Dataset entries:

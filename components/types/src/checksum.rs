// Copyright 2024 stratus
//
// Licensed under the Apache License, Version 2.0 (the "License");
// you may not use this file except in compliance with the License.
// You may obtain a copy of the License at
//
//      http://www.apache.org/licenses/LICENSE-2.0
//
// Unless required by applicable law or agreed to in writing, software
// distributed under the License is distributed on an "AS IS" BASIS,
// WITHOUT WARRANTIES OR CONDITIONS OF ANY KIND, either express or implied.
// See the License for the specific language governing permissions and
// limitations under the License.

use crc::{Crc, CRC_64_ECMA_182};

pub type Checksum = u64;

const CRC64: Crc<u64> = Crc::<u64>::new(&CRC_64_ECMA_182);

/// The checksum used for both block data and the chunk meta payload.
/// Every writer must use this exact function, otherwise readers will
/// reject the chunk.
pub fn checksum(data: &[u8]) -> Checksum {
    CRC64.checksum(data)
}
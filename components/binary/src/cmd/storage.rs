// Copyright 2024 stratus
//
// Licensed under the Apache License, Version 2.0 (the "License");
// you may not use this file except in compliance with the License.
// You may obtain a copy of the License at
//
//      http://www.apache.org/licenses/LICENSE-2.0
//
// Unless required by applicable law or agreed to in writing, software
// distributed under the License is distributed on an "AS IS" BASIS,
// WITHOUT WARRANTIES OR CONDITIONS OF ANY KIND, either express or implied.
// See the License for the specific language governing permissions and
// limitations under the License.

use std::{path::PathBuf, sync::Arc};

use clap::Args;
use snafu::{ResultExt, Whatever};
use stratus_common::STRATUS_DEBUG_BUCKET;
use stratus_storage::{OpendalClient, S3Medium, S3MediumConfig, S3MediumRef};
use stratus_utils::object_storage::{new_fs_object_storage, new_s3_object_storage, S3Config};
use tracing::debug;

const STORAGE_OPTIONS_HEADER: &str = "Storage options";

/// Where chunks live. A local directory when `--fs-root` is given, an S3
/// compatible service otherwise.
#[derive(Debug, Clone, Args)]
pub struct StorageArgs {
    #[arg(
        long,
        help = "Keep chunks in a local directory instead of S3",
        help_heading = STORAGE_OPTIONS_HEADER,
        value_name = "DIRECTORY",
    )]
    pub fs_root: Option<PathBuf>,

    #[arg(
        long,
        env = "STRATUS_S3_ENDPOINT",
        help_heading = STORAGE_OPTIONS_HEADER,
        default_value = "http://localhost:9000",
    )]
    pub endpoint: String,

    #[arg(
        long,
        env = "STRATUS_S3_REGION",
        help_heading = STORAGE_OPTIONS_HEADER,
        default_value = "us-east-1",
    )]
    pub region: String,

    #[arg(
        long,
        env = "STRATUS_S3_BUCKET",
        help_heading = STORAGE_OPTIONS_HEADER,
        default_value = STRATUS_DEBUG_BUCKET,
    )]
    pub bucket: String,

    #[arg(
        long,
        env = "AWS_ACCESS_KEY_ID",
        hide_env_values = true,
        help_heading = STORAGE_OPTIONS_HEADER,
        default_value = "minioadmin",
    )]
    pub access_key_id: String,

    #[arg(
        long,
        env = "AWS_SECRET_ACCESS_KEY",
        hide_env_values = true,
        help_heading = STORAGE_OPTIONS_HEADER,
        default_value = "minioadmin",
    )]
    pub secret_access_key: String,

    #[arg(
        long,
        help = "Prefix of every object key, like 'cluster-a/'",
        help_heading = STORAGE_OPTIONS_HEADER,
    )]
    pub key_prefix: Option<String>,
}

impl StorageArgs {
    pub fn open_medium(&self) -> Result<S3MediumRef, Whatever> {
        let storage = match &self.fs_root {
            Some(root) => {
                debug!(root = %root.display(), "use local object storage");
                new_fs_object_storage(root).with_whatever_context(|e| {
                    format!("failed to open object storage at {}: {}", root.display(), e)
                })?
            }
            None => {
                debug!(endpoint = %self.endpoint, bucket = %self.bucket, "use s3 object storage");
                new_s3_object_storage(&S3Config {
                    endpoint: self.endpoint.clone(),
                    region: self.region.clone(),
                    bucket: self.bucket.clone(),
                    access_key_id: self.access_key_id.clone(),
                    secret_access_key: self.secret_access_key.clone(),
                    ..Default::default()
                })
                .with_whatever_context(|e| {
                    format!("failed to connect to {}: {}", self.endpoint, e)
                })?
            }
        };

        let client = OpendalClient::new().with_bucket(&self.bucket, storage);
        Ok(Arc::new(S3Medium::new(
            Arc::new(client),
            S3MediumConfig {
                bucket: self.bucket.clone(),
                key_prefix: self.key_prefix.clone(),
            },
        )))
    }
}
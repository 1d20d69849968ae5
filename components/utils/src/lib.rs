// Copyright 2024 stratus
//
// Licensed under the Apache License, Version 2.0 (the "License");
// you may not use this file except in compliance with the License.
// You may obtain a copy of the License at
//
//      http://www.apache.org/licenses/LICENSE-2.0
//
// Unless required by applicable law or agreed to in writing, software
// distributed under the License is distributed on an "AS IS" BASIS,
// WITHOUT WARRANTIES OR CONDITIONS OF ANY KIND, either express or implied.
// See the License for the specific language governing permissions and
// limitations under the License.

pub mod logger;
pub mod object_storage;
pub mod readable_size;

--- Work request ---
Which lines should be output? Exactly those from the first line of the data through the line containing "const STORAGE_OPTIONS_HEADER: &str", inclusive.

--- Written reply ---
filename components/types/src/checksum.rs
// Copyright 2024 stratus
//
// Licensed under the Apache License, Version 2.0 (the "License");
// you may not use this file except in compliance with the License.
// You may obtain a copy of the License at
//
//      http://www.apache.org/licenses/LICENSE-2.0
//
// Unless required by applicable law or agreed to in writing, software
// distributed under the License is distributed on an "AS IS" BASIS,
// WITHOUT WARRANTIES OR CONDITIONS OF ANY KIND, either express or implied.
// See the License for the specific language governing permissions and
// limitations under the License.

use crc::{Crc, CRC_64_ECMA_182};

pub type Checksum = u64;

const CRC64: Crc<u64> = Crc::<u64>::new(&CRC_64_ECMA_182);

/// The checksum used for both block data and the chunk meta payload.
/// Every writer must use this exact function, otherwise readers will
/// reject the chunk.
pub fn checksum(data: &[u8]) -> Checksum {
    CRC64.checksum(data)
}
filename components/binary/src/cmd/storage.rs
// Copyright 2024 stratus
//
// Licensed under the Apache License, Version 2.0 (the "License");
// you may not use this file except in compliance with the License.
// You may obtain a copy of the License at
//
//      http://www.apache.org/licenses/LICENSE-2.0
//
// Unless required by applicable law or agreed to in writing, software
// distributed under the License is distributed on an "AS IS" BASIS,
// WITHOUT WARRANTIES OR CONDITIONS OF ANY KIND, either express or implied.
// See the License for the specific language governing permissions and
// limitations under the License.

use std::{path::PathBuf, sync::Arc};

use clap::Args;
use snafu::{ResultExt, Whatever};
use stratus_common::STRATUS_DEBUG_BUCKET;
use stratus_storage::{OpendalClient, S3Medium, S3MediumConfig, S3MediumRef};
use stratus_utils::object_storage::{new_fs_object_storage, new_s3_object_storage, S3Config};
use tracing::debug;

const STORAGE_OPTIONS_HEADER: &str = "Storage options";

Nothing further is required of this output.